Leivik (Halpern) (suite)
Les émeutes arabes de 1929 furent l’occasion d’une réévaluation de la terre d’Israël dans la conscience juive moderne, mais non de la violence pour Leivik : il préféra toujours le camp des « Martyrs du royaume » à celui des Maccabées et ne cessa de se poser le problème de la souffrance injustifiée, que ce soit celle d’Isaac ou celle du bélier, c’est-à-dire qu’il mit en question la signification même du sacrifice. Il fit par trois fois le pèlerinage en terre d’Israël, mais il se rendit en Allemagne dès la libération des camps de déportés : il tint à faire reprendre courage aux survivants, à leur montrer combien ceux qui n’avaient pas passé par leurs souffrances étaient honteux de leur liberté et de leur bonheur ; aussi son inspiration puisa-t-elle dans le Livre de Job sa force et son rayonnement.
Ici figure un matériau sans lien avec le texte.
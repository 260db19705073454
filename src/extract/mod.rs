// src/extract/mod.rs
// =============================================================================
// This module turns dictionary pages into data.
//
// Submodules:
// - text: whitespace normalization applied to every scraped string
// - page: parses raw HTML into a queryable Page
// - entry: pulls headword, part of speech, pronunciation, definitions and
//          examples out of each entry block
// - xref: finds links to other word pages (what the crawler follows next)
//
// Both extractors take the same &Page, so one fetch feeds both.
// =============================================================================

mod entry;
mod page;
mod text;
mod xref;

pub use entry::extract_entries;
pub use page::Page;
pub use text::normalize;
pub use xref::extract_related_words;
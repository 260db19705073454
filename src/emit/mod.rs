// src/emit/mod.rs
// =============================================================================
// This module writes crawl results to disk as JSON.
// =============================================================================

mod json;

pub use json::{emit_corpus, emit_record, output_path, EmitOutcome};
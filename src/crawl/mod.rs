// src/crawl/mod.rs
// =============================================================================
// This module handles crawling the dictionary word by word.
//
// Features:
// - Breadth-first crawling starting from a seed word
// - A vocabulary limit on how many distinct words are tried
// - Each word tried at most once, even if many pages link to it
// - Polite crawling with a fixed delay between requests
// - Clean stop between words on cancellation
//
// Submodules:
// - state: frontier / visited set / corpus and the pure step functions
// - engine: the async loop that fetches pages and drives the state
// =============================================================================

mod engine;
mod state;

pub use engine::CrawlEngine;
pub use state::CrawlStatus;
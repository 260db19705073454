// src/crawl/engine.rs
// =============================================================================
// The crawl loop: fetch a word, extract it, follow its cross-references.
//
// How it works:
// 1. Start with the seed word in the frontier
// 2. Ask CrawlState for the next word (it handles the budget and duplicates)
// 3. Fetch the page ONCE and run both extractors on that same page
// 4. Record the result (success or failure) back into CrawlState
// 5. Wait request_delay before the next word
// 6. Repeat until the state says we're finished, or we're cancelled
//
// Politeness:
// - Exactly one request in flight at a time
// - A fixed pause between requests (no adaptive backoff)
//
// Failures never stop the crawl: a word whose page can't be fetched or
// parsed is marked visited and skipped for the rest of the run.
// =============================================================================

use crate::config::CrawlConfig;
use crate::crawl::state::{CrawlState, CrawlStatus, Step, VisitOutcome};
use crate::error::{ParseError, VisitError};
use crate::extract::{extract_entries, extract_related_words, Page};
use crate::fetch::{word_url, Fetcher};
use crate::model::{Corpus, Entry, WordRecord};
use tokio_util::sync::CancellationToken;
use tracing::{info, warn};
use url::Url;

/// Everything a finished crawl produced.
#[derive(Debug, Clone)]
pub struct CrawlReport {
    pub status: CrawlStatus,
    /// Records for the words that worked, in visit order
    pub corpus: Corpus,
    /// Every word tried, in visit order
    pub visited: Vec<String>,
    /// Words whose fetch or parse failed
    pub failed: Vec<String>,
}

pub struct CrawlEngine<F> {
    fetcher: F,
    config: CrawlConfig,
    shutdown: CancellationToken,
}

impl<F: Fetcher> CrawlEngine<F> {
    pub fn new(fetcher: F, config: CrawlConfig) -> Self {
        Self {
            fetcher,
            config,
            shutdown: CancellationToken::new(),
        }
    }

    /// Stops the crawl between two words once `token` is cancelled.
    pub fn with_shutdown(mut self, token: CancellationToken) -> Self {
        self.shutdown = token;
        self
    }

    // Crawls breadth-first from `seed`
    //
    // Returns: a CrawlReport; never fails (per-word errors are contained)
    pub async fn crawl(&self, seed: &str) -> CrawlReport {
        let limit = self.config.vocabulary_limit();
        let mut state = CrawlState::seeded(seed);
        let mut first_visit = true;

        info!(seed, limit, delay = ?self.config.request_delay(), "starting crawl");

        let status = loop {
            if self.shutdown.is_cancelled() {
                break CrawlStatus::Cancelled;
            }

            let (next, step) = state.next_step(limit);
            state = next;

            let word = match step {
                Step::Visit(word) => word,
                Step::Finished(status) => break status,
            };

            if !first_visit && !self.pause().await {
                break CrawlStatus::Cancelled;
            }
            first_visit = false;

            let outcome = match self.visit(&word).await {
                Ok((entries, related)) => {
                    info!(
                        word = %word,
                        entries = entries.len(),
                        related = related.len(),
                        visited = state.visited_count() + 1,
                        "visited word"
                    );
                    VisitOutcome::Fetched { entries, related }
                }
                Err(e) => {
                    warn!(word = %word, error = %e, "failed to visit word");
                    VisitOutcome::Failed
                }
            };

            state = state.apply(word, outcome);
        };

        info!(
            ?status,
            visited = state.visited_count(),
            records = state.corpus().len(),
            pending = state.frontier().len(),
            "crawl finished"
        );

        let (visited, failed, corpus) = state.into_parts();
        CrawlReport {
            status,
            corpus,
            visited,
            failed,
        }
    }

    // Fetches and extracts a single word without following any links
    pub async fn extract_word(&self, word: &str) -> Result<WordRecord, VisitError> {
        let (entries, _related) = self.visit(word).await?;
        Ok(WordRecord::new(word, entries))
    }

    // One fetch, one parse, both extractors
    async fn visit(&self, word: &str) -> Result<(Vec<Entry>, Vec<String>), VisitError> {
        let base = self.config.base_url();
        let url = word_url(base, word)?;
        let raw = self.fetcher.fetch(&url).await?;
        extract_page(&raw, base).map_err(VisitError::from)
    }

    // Waits out the politeness delay; false if cancelled while waiting
    async fn pause(&self) -> bool {
        tokio::select! {
            _ = self.shutdown.cancelled() => false,
            _ = tokio::time::sleep(self.config.request_delay()) => true,
        }
    }
}

// Kept synchronous: the parsed Page must not live across an .await
fn extract_page(raw: &str, base: &Url) -> Result<(Vec<Entry>, Vec<String>), ParseError> {
    let page = Page::parse(raw)?;
    Ok((extract_entries(&page), extract_related_words(&page, base)))
}

// -----------------------------------------------------------------------------
// BEGINNER NOTES:
//
// 1. Why does CrawlEngine take a generic F: Fetcher?
//    - In production F is HttpFetcher (real network)
//    - In tests F is an in-memory fetcher, so we can check the crawl logic
//      quickly and without internet
//
// 2. What is `break value` in a loop?
//    - `loop` is an expression; `break X` makes the whole loop evaluate to X
//    - We use it to get the final CrawlStatus out of the loop
//
// 3. What does tokio::select! do?
//    - Waits on several futures and runs the branch of whichever finishes first
//    - Here: either the delay ends, or someone cancels the crawl
//
// 4. Why is `state = state.apply(...)` written like that?
//    - apply() takes the state by value and returns the updated one
//    - Ownership makes it impossible to accidentally use the old state
// -----------------------------------------------------------------------------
La démarche esthétique de Leivik n’est pas celle du refus de l’engagement, mais celle du souci de la qualité et de la forme, preuves de la vérité de la revendication sociale et du règne de la justice.
Aux problèmes posés par le monde moderne, la littérature fut pour Leivik la réponse de l’homme d’aujourd’hui, comme la prière avait été celle de l’homme d’hier. La littérature est le relais de la liturgie, et la langue celui de la foi ; le yiddish est ainsi le signe même de la cohésion nationale juive.
Leivik fut dans le monde l’un des tout premiers à avoir la vision prémonitoire de l’apocalypse totalitaire. Son œuvre dramatique (le Golem, les Chaînes du Messie, la Comédie de la rédemption) illustre l’antagonisme insurmontable entre la spiritualité, qui est espérance du Messie à venir, et la violence, qui est perversion de l’homme.
Son lyrisme exalte la vie, fût-elle éternelle. Leivik sait voir dans la mort la grille de l’indicible.
Son écriture manifeste une pudeur du tragique vécu, une dignité de l’humain, une maîtrise de la litote qui l’élève au rang de témoin irrécusable de l’universel qui s’incarne dans le peuple juif.
Si l’on compare Leivik à ses contemporains, on le rapprochera, selon H. Boaz, d’Aleksandr Blok et de Rainer Maria Rilke, mais on peut le voir aussi en contrepoint à Claudel, parce qu’il a sa vigueur, mais qui est fille de l’esprit et non de la grâce. Dans sa dramaturgie, ses poèmes, sa prose, le réel se transfigure au point d’exiger de Dieu la reconnaissance de l’innocence de l’enfance et de la vanité de tout sacrifice ; Leivik veut que Dieu rende hommage à la grandeur de l’humain. L’Éternel est, selon lui, la rencontre de l’humain et du divin.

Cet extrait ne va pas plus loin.